PARIS – The largest economies in the world agreed Thursday to a series of measures to stabilize world food prices after recent fluctuations caused global instability, especially in poorer countries.

French Agriculture Minister Bruno Le Maire said the G-20 summit of agriculture ministers had agreed to calm the world market by establishing a transparent system to track global supplies, set up emergency food reserves, engage in more research into new wheat strains and create a rapid response mechanism to deal with drought in producer countries.

"It is a tour de force for the international community that lets you still believe in the power of solidarity and working together to address the big questions facing the planet, like the future of world agriculture," Le Maire told journalists.

Non-government organizations working on food issues, however, slammed the accord as too timid, saying it did not address the controversial issue of biofuels, which take up land that could be used to grow food, and doesn't focus enough on building up emergency stocks.

"Fixing the global food system and ending the food price crisis requires major surgery, yet the G-20 produced little more than a sticking plaster," said Jean-Cyril Dagorn of Oxfam, adding that measures needed to be taken to stop the prices rising in the first place.

Their criticisms were seconded by the international alliance of Catholic development agencies and the Action Aid international poverty organization.

The accord was still, however, a rare case of international agreement in the area of food and agriculture, where countries have long been at loggerheads because of divergent interests.

International farm groups have also called for more regulation in the market, but that has been resisted by more free market-oriented governments like Britain.

The gravity of the situation, however, was driven home when rising energy prices prompted a spike in food prices in 2008 that sparked riots in almost two dozen nations over three continents.

Last week, David Nabarro, the U.N. special representative on food security and nutrition, said that a repeat of 2008 is very likely and shortages of food, water and power are bound to create social anxiety and political instability in the future.

A recent U.N. study also predicted that prices will be 20 percent higher for cereals and up to 30 percent higher for meat in the coming decade compared to the past ten years.

With the global population expected to increase from 6.9 billion to 9 billion by 2050, the problem of feeding the world put food security at the top of G-20 summit's agenda.

"We all recognize the necessity of putting in place on the market of agricultural products new rules and regulations," Le Maire said, reflecting the new consensus that food prices had to be protected, especially from financial speculation in commodity markets.

Several dozen French farmers dressed as livestock and ears of corn demonstrated near the Paris bourse on Wednesday, protesting the role of financial markets in the food crisis.
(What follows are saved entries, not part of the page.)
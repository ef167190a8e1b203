//! Page window computation

/// Which slice of the sorted rows is visible
#[derive(Debug, Clone, Copy, PartialEq, Eq)]
pub struct PageWindow {
    /// Page index after clamping
    pub page_index: usize,
    pub page_count: usize,
    /// Start offset into the sorted rows (inclusive)
    pub start: usize,
    /// End offset into the sorted rows (exclusive)
    pub end: usize,
}

/// Compute the visible window for `total` rows.
///
/// `page_count = ceil(total / page_size)`. A page index past the end is
/// clamped to the last page; with no rows the index is 0 and the window empty.
/// A zero page size is treated as 1.
pub fn page_window(total: usize, page_index: usize, page_size: usize) -> PageWindow {
    let page_size = page_size.max(1);
    let page_count = total.div_ceil(page_size);

    if page_count == 0 {
        return PageWindow {
            page_index: 0,
            page_count: 0,
            start: 0,
            end: 0,
        };
    }

    let page_index = page_index.min(page_count - 1);
    let start = page_index * page_size;
    let end = (start + page_size).min(total);

    PageWindow {
        page_index,
        page_count,
        start,
        end,
    }
}

/// Slice the current page out of `sorted`
pub fn paginate<T>(sorted: &[T], page_index: usize, page_size: usize) -> (&[T], PageWindow) {
    let window = page_window(sorted.len(), page_index, page_size);
    (&sorted[window.start..window.end], window)
}
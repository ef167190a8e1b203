//! Configuration management following 12-factor app principles
//!
//! All configuration is loaded from environment variables to ensure
//! clean separation between code and config.

use anyhow::Result;
use serde::{Deserialize, Serialize};
use std::env;

/// Default number of rows per page on a freshly mounted screen
pub const DEFAULT_PAGE_SIZE: usize = 10;

/// Maximum number of rows per page
pub const MAX_PAGE_SIZE: usize = 100;

/// Default minimum fuzzy score for the global search
pub const DEFAULT_FUZZY_THRESHOLD: f64 = 0.85;

#[derive(Clone, Serialize, Deserialize)]
pub struct Config {
    /// Repository backend (mock, remote)
    pub repository_provider: String,

    /// Base URL of the REST backend, required for the remote provider
    pub api_base_url: Option<String>,

    /// Bearer token sent to the REST backend
    pub api_token: Option<String>,

    /// Collection view defaults
    pub default_page_size: usize,
    pub fuzzy_threshold: f64,

    /// Runtime configuration
    pub log_format: String,
    pub rust_log: String,
}

impl std::fmt::Debug for Config {
    fn fmt(&self, f: &mut std::fmt::Formatter<'_>) -> std::fmt::Result {
        f.debug_struct("Config")
            .field("repository_provider", &self.repository_provider)
            .field("api_base_url", &self.api_base_url)
            .field("api_token", &self.api_token.as_ref().map(|_| "[REDACTED]"))
            .field("default_page_size", &self.default_page_size)
            .field("fuzzy_threshold", &self.fuzzy_threshold)
            .field("log_format", &self.log_format)
            .field("rust_log", &self.rust_log)
            .finish()
    }
}

impl Default for Config {
    fn default() -> Self {
        Self {
            repository_provider: "mock".to_string(),
            api_base_url: None,
            api_token: None,
            default_page_size: DEFAULT_PAGE_SIZE,
            fuzzy_threshold: DEFAULT_FUZZY_THRESHOLD,
            log_format: "pretty".to_string(),
            rust_log: "atrium=info".to_string(),
        }
    }
}

impl Config {
    /// Load configuration from environment variables
    pub fn from_env() -> Result<Self> {
        dotenvy::dotenv().ok(); // Load .env file if it exists

        let repository_provider =
            env::var("ATRIUM_REPOSITORY_PROVIDER").unwrap_or_else(|_| "mock".to_string());
        let api_base_url = env::var("ATRIUM_API_BASE_URL").ok();

        if repository_provider == "remote" && api_base_url.is_none() {
            return Err(anyhow::anyhow!(
                "ATRIUM_API_BASE_URL is required for the remote repository provider"
            ));
        }

        let config = Self {
            repository_provider,
            api_base_url,
            api_token: env::var("ATRIUM_API_TOKEN").ok(),

            default_page_size: env::var("ATRIUM_DEFAULT_PAGE_SIZE")
                .ok()
                .and_then(|v| v.parse::<usize>().ok())
                .unwrap_or(DEFAULT_PAGE_SIZE)
                .clamp(1, MAX_PAGE_SIZE),
            fuzzy_threshold: env::var("ATRIUM_FUZZY_THRESHOLD")
                .ok()
                .and_then(|v| v.parse::<f64>().ok())
                .filter(|t| t.is_finite())
                .unwrap_or(DEFAULT_FUZZY_THRESHOLD)
                .clamp(0.0, 1.0),

            log_format: env::var("ATRIUM_LOG_FORMAT").unwrap_or_else(|_| "pretty".to_string()),
            rust_log: env::var("RUST_LOG").unwrap_or_else(|_| "atrium=info".to_string()),
        };

        Ok(config)
    }
}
The largest organization of European farmers, the COPA-COGECA, however, welcomed the agreement, especially the setting up of a mechanism to ensure transparency in the market.

World Bank President Robert Zoellick appeared at the ministers' side during the news conference to express his support for the new measures and the seriousness of price swings.

"We are not going to be able to stop food prices from going up and down, but we can smooth out the swings and we can protect the poor whether they are small farmers or consumers," he said.

One of the key aspects of the new accord is the Agricultural Market Information System that would stave off panic food speculation by making instantly available to all countries the state of world food stocks, production and consumption, Zoellick explained.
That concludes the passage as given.